[Start of Attachment]

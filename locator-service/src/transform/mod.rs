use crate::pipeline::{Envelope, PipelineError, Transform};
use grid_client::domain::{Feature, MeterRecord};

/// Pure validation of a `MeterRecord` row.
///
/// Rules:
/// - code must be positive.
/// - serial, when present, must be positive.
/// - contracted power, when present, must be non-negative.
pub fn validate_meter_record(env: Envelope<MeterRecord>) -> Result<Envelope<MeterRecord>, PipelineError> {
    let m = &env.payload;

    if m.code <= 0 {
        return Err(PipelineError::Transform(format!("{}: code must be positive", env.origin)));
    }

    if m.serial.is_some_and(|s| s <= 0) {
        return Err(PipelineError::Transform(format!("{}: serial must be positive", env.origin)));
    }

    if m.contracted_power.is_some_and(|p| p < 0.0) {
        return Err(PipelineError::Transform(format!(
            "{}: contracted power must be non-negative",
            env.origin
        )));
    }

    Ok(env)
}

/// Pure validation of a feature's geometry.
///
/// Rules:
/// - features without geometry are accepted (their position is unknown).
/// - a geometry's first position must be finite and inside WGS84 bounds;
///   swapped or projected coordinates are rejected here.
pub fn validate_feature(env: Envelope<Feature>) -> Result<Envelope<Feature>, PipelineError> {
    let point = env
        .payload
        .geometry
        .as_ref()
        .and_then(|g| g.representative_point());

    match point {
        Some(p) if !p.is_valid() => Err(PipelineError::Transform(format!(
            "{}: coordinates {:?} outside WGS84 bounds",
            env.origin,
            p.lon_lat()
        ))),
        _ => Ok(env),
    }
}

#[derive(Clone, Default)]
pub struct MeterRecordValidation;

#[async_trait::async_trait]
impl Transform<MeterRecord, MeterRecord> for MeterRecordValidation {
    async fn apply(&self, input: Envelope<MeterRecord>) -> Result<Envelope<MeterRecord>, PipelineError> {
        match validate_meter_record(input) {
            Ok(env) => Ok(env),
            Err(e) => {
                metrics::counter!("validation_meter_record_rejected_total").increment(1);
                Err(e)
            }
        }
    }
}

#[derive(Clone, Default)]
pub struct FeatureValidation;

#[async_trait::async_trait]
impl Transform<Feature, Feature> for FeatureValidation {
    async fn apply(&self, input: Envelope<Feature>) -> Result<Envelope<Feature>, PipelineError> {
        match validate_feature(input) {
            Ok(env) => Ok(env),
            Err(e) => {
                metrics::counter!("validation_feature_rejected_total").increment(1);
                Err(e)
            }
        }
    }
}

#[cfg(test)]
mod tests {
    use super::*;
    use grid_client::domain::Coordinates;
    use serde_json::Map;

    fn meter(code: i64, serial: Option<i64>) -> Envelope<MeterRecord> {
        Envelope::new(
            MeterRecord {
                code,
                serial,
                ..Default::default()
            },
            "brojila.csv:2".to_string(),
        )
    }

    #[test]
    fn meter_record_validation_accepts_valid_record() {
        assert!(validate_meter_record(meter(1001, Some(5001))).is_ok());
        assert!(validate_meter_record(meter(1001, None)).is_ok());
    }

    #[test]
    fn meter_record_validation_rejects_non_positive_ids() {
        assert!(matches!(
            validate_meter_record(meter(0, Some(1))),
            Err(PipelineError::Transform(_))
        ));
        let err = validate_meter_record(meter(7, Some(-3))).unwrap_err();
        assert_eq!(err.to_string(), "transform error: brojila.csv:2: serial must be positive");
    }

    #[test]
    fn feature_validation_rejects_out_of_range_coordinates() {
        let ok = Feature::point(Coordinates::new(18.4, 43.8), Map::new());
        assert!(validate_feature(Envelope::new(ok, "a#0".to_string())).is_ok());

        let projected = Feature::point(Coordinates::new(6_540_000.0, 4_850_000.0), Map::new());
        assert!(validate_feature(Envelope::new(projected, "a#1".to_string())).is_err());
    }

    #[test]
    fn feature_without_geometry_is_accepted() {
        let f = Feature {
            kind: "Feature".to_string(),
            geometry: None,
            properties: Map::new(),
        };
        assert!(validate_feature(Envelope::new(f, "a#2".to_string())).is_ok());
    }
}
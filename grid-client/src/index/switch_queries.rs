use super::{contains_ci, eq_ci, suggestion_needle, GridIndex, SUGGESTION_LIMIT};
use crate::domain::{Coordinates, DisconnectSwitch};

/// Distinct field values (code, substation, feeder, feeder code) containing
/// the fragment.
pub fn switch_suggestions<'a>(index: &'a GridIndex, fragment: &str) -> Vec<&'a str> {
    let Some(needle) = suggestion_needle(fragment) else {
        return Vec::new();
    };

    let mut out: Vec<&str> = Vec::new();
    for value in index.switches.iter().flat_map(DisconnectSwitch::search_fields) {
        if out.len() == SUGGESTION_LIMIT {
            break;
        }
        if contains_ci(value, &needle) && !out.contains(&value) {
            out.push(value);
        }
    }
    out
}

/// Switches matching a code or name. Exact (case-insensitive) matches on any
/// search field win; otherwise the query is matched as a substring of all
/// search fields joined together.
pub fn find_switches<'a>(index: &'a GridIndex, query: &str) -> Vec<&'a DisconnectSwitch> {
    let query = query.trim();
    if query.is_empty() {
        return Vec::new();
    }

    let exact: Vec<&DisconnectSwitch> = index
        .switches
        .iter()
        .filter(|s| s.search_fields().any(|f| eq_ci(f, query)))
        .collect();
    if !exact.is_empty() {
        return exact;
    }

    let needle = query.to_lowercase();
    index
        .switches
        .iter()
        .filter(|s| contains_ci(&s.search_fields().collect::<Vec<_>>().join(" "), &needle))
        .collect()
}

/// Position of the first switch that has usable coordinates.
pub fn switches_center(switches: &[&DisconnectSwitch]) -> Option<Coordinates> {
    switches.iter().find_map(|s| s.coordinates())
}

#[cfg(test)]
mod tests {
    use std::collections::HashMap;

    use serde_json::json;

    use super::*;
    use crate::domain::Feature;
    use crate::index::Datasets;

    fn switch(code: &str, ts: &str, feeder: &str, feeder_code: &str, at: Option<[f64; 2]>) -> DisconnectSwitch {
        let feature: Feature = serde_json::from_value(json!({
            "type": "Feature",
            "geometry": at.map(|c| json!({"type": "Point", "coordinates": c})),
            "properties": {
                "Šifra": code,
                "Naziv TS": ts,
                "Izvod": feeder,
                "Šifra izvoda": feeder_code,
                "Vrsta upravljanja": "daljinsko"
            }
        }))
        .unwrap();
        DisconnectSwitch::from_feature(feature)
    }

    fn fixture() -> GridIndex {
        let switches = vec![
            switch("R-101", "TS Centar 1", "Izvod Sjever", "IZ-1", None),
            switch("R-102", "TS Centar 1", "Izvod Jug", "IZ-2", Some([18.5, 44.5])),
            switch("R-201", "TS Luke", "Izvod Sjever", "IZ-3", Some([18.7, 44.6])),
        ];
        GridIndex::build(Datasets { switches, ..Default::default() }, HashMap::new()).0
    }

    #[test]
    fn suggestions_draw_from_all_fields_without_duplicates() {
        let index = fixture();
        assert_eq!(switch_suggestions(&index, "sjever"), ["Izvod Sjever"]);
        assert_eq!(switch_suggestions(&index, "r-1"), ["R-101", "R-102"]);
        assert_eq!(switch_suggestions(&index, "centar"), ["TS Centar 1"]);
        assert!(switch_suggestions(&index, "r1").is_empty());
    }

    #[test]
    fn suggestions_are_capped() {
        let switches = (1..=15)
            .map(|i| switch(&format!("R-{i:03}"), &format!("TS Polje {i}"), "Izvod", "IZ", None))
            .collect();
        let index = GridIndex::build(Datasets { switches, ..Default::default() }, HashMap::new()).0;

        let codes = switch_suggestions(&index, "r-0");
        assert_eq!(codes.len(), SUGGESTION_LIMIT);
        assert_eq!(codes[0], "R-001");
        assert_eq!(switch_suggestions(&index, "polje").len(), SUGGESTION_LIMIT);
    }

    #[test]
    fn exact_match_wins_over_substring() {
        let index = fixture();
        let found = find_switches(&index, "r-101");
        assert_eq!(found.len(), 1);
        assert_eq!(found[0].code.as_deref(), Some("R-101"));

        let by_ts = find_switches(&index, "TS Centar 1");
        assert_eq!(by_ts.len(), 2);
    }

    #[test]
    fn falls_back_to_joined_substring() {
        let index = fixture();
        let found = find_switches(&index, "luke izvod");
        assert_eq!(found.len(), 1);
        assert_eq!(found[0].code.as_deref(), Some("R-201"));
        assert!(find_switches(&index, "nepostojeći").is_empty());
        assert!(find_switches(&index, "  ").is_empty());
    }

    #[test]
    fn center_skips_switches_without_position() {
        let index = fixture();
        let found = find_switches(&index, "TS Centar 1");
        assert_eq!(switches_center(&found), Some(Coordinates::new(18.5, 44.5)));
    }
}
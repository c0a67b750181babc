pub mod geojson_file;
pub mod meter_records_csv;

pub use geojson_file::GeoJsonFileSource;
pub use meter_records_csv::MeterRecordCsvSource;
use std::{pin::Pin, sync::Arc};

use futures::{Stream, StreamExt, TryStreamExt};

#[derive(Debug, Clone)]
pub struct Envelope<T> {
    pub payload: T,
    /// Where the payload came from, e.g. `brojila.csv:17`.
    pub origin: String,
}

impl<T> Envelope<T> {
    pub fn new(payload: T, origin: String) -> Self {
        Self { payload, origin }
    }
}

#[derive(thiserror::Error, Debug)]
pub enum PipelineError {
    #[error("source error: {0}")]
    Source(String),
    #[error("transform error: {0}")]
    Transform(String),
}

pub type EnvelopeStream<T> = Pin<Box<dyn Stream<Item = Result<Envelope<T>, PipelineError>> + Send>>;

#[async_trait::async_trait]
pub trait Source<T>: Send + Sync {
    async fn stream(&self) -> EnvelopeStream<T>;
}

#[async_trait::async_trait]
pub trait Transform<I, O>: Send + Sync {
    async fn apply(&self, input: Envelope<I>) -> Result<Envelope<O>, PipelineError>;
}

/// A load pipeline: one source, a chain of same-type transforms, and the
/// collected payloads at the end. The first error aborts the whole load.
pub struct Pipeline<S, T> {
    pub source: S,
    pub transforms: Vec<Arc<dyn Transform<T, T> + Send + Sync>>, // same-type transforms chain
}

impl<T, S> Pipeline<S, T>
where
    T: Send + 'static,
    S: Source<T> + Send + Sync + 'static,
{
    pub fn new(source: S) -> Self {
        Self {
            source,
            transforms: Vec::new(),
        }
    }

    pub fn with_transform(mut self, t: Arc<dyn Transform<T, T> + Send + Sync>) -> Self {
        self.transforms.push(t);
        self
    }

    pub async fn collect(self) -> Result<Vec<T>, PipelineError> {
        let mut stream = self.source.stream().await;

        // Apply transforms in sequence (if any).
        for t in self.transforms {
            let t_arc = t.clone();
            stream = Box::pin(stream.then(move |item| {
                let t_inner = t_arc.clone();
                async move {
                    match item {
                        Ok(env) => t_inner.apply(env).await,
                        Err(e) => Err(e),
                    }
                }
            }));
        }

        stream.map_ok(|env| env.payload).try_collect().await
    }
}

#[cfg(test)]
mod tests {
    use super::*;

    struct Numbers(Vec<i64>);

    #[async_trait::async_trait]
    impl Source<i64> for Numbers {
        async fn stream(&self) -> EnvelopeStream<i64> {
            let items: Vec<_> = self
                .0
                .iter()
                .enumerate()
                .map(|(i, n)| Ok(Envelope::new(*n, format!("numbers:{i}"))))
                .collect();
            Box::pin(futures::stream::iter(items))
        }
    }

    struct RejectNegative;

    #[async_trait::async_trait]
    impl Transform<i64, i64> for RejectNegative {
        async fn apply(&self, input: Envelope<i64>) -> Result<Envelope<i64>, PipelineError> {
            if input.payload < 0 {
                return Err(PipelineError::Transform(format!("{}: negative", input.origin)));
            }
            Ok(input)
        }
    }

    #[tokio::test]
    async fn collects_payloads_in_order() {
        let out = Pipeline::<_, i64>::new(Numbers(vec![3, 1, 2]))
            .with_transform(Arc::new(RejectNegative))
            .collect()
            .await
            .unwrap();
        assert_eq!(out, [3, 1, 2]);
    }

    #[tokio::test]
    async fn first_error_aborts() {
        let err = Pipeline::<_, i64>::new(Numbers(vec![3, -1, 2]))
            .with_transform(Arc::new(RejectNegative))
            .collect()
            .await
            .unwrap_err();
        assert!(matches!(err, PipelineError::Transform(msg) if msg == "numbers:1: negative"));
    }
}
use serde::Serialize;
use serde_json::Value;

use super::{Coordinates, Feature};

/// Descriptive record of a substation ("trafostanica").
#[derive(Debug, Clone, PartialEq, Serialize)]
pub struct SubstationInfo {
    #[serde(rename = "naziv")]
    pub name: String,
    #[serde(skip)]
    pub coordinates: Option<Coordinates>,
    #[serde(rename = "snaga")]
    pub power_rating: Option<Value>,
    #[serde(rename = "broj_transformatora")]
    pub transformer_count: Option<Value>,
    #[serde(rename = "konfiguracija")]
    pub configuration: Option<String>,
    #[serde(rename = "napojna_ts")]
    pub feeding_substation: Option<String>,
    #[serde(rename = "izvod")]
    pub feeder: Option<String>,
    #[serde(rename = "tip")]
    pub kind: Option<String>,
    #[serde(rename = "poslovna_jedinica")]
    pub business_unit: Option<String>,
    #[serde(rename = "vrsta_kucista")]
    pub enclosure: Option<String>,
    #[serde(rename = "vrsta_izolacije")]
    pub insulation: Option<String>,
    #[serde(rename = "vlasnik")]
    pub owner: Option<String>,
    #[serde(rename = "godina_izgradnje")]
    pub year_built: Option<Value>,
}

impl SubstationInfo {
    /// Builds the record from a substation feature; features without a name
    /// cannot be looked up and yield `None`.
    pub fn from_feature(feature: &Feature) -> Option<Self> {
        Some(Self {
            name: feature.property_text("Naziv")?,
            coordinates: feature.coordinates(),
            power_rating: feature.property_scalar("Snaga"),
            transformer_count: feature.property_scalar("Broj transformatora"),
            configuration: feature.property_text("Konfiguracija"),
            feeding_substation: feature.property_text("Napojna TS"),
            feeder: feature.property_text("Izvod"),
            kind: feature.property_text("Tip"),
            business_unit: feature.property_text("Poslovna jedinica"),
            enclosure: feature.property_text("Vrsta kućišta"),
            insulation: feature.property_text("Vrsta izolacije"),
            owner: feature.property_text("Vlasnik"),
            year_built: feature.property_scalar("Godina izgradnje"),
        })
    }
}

[End of Attachment]

▸ Task requirements: When the records above are checked line by line, how many lines contain the word "type"? Please give only that number.

▸ Response area: 5